Code Monkey home page Code Monkey logo

drs's Introduction

DrS

Official implementation of

DrS: Learning Reusable Dense Rewards for Multi-Stage Tasks by

Tongzhou Mu, Minghua Liu, Hao Su, (UC San Diego)


[Webpage] [Paper] [Video] [Slides]


Overview

DrS (Dense reward learning from Stages) is a novel approach for learning reusable dense rewards for multi-stage tasks in a data-driven manner. By leveraging the stage structures of the task, DrS learns a high-quality dense reward from sparse rewards and demonstrations if given. The learned rewards can be reused in unseen tasks, thus reducing the human effort for reward engineering.


Extensive experiments on three physical robot manipulation task families with 1000+ task variants demonstrate that our learned rewards can be reused in unseen tasks, resulting in improved performance and sample efficiency of RL algorithms. The learned rewards even achieve comparable performance to human-engineered rewards on some tasks.


Installation

  1. Install all dependencies via mamba or conda by running the following command:
mamba env create -f environment.yml
mamba activate drs

Note: mamba is a drop-in replacement for conda. Feel free to use conda if you prefer it.

  1. Download and link the necessary assets for ManiSkill
python -m mani_skill2.utils.download_asset partnet_mobility_faucet
python -m mani_skill2.utils.download_asset ycb
python -m mani_skill2.utils.download_asset egad
python -m mani_skill2.utils.download_asset partnet_mobility_cabinet

which downloads assets to ./data. You may move these assets to any location. Then, add the following line to your ~/.bashrc or ~/.zshrc:

export MS2_ASSET_DIR=<path>/<to>/<data>

and restart your terminal.


Run Experiments

DrS has two phases:

  • Reward Learning Phase: learn the dense reward function using training tasks.
  • Reward Reuse Phase: reuse the learned dense reward to train new RL agents in test tasks.

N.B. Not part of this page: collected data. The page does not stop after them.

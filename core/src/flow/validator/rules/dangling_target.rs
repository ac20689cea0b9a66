//! Rule: Dangling Target
//!
//! Reports an error when a navigation target does not point at an existing
//! step. Targets containing a `{{placeholder}}` are only known at runtime and
//! are skipped.
//!
//! ```json
//! { "/start": { "msg": "hi", "next": "/missing" } }
//! ```

use crate::flow::document::FlowDocument;
use crate::flow::location::Location;

use super::super::{for_each_step, ValidationError, ValidationRule};

pub struct DanglingTargetRule;

impl ValidationRule for DanglingTargetRule {
    fn id(&self) -> &'static str {
        "dangling-target"
    }

    fn description(&self) -> &'static str {
        "Navigation targets must resolve to an existing step"
    }

    fn validate(&self, document: &FlowDocument) -> Vec<ValidationError> {
        let mut errors = Vec::new();

        for_each_step(document, |location, step| {
            let targets = step
                .next
                .iter()
                .map(|target| ("next", target))
                .chain(
                    step.links
                        .iter()
                        .flat_map(|links| links.values())
                        .map(|target| ("link", target)),
                )
                .chain(
                    step.request
                        .iter()
                        .filter_map(|request| request.fail_next.as_ref())
                        .map(|target| ("failNext", target)),
                );

            for (kind, target) in targets {
                if let Some(problem) = check_target(document, target) {
                    errors.push(ValidationError::error(
                        Some(location.clone()),
                        format!("{} target '{}' {}", kind, target, problem),
                        self.id(),
                    ));
                }
            }
        });

        for (trigger, target) in document.triggers() {
            if let Some(problem) = check_target(document, target) {
                errors.push(ValidationError::error(
                    None,
                    format!("trigger '{}' target '{}' {}", trigger, target, problem),
                    self.id(),
                ));
            }
        }

        errors
    }
}

/// Describe why `target` does not resolve, if it doesn't.
fn check_target(document: &FlowDocument, target: &str) -> Option<String> {
    if target.contains("{{") {
        return None;
    }

    let location = match Location::parse(target) {
        Ok(location) => location,
        Err(_) => return Some("is not a valid location".to_string()),
    };

    match document.page(&location.page) {
        None => Some(format!("names unknown page '{}'", location.page)),
        Some(steps) if location.index >= steps.len() => Some(format!(
            "is out of range (page has {} steps)",
            steps.len()
        )),
        Some(_) => None,
    }
}
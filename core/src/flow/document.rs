//! The flow document
//!
//! Pages keyed by id (always starting with `/`), each holding an ordered list
//! of steps. Documents are built by the loader and immutable afterwards.

use std::collections::BTreeMap;
use std::str::FromStr;

use serde::{Deserialize, Serialize};

use super::location::Location;
use super::step::Step;
use crate::errors::LoadError;

/// Settings authored inside the document itself.
#[derive(Debug, Clone, Default, PartialEq, Serialize, Deserialize)]
#[serde(rename_all = "camelCase")]
pub struct DocumentSettings {
    /// Compare triggers with case sensitivity
    #[serde(default, alias = "caseSensitiveTriggers", skip_serializing_if = "Option::is_none")]
    pub case_sensitive_trigger: Option<bool>,

    /// Seconds of waiting for input before the engine goes idle
    #[serde(default, alias = "timeThresholdForIdle", skip_serializing_if = "Option::is_none")]
    pub idle_after_seconds: Option<f64>,
}

/// A validated page -> steps map plus optional triggers.
#[derive(Debug, Clone, Default, PartialEq, Serialize)]
pub struct FlowDocument {
    pages: BTreeMap<String, Vec<Step>>,
    #[serde(skip_serializing_if = "BTreeMap::is_empty")]
    triggers: BTreeMap<String, String>,
    settings: DocumentSettings,
}

impl FlowDocument {
    pub fn new(pages: BTreeMap<String, Vec<Step>>) -> Self {
        Self {
            pages,
            ..Default::default()
        }
    }

    pub fn with_triggers(mut self, triggers: BTreeMap<String, String>) -> Self {
        self.triggers = triggers;
        self
    }

    pub fn with_settings(mut self, settings: DocumentSettings) -> Self {
        self.settings = settings;
        self
    }

    /// Steps of a page, if the page exists.
    pub fn page(&self, id: &str) -> Option<&[Step]> {
        self.pages.get(id).map(Vec::as_slice)
    }

    pub fn contains_page(&self, id: &str) -> bool {
        self.pages.contains_key(id)
    }

    /// The step at `location`, if both page and index exist.
    pub fn step(&self, location: &Location) -> Option<&Step> {
        self.page(&location.page)?.get(location.index)
    }

    pub fn pages(&self) -> impl Iterator<Item = (&str, &[Step])> {
        self.pages
            .iter()
            .map(|(id, steps)| (id.as_str(), steps.as_slice()))
    }

    pub fn triggers(&self) -> &BTreeMap<String, String> {
        &self.triggers
    }

    pub fn has_triggers(&self) -> bool {
        !self.triggers.is_empty()
    }

    pub fn settings(&self) -> &DocumentSettings {
        &self.settings
    }

    /// Find the target of the trigger matching `input`.
    pub fn match_trigger(&self, input: &str, case_sensitive: bool) -> Option<&str> {
        self.triggers
            .iter()
            .find(|(trigger, _)| {
                if case_sensitive {
                    trigger.as_str() == input
                } else {
                    trigger.to_lowercase() == input.to_lowercase()
                }
            })
            .map(|(_, target)| target.as_str())
    }
}

impl FromStr for FlowDocument {
    type Err = LoadError;

    fn from_str(s: &str) -> Result<Self, Self::Err> {
        super::loader::load_str(s)
    }
}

We provide examples on how to reuse our pre-trained reward checkpoints, as well as how to learn your own dense reward functions, below.

Reward Reuse

You can skip the reward learning phase and directly use the pre-trained reward checkpoints provided by us. See below examples on how to reuse the pre-trained reward checkpoints to train an RL agent from scratch.

The following commands should be run under the repo root dir.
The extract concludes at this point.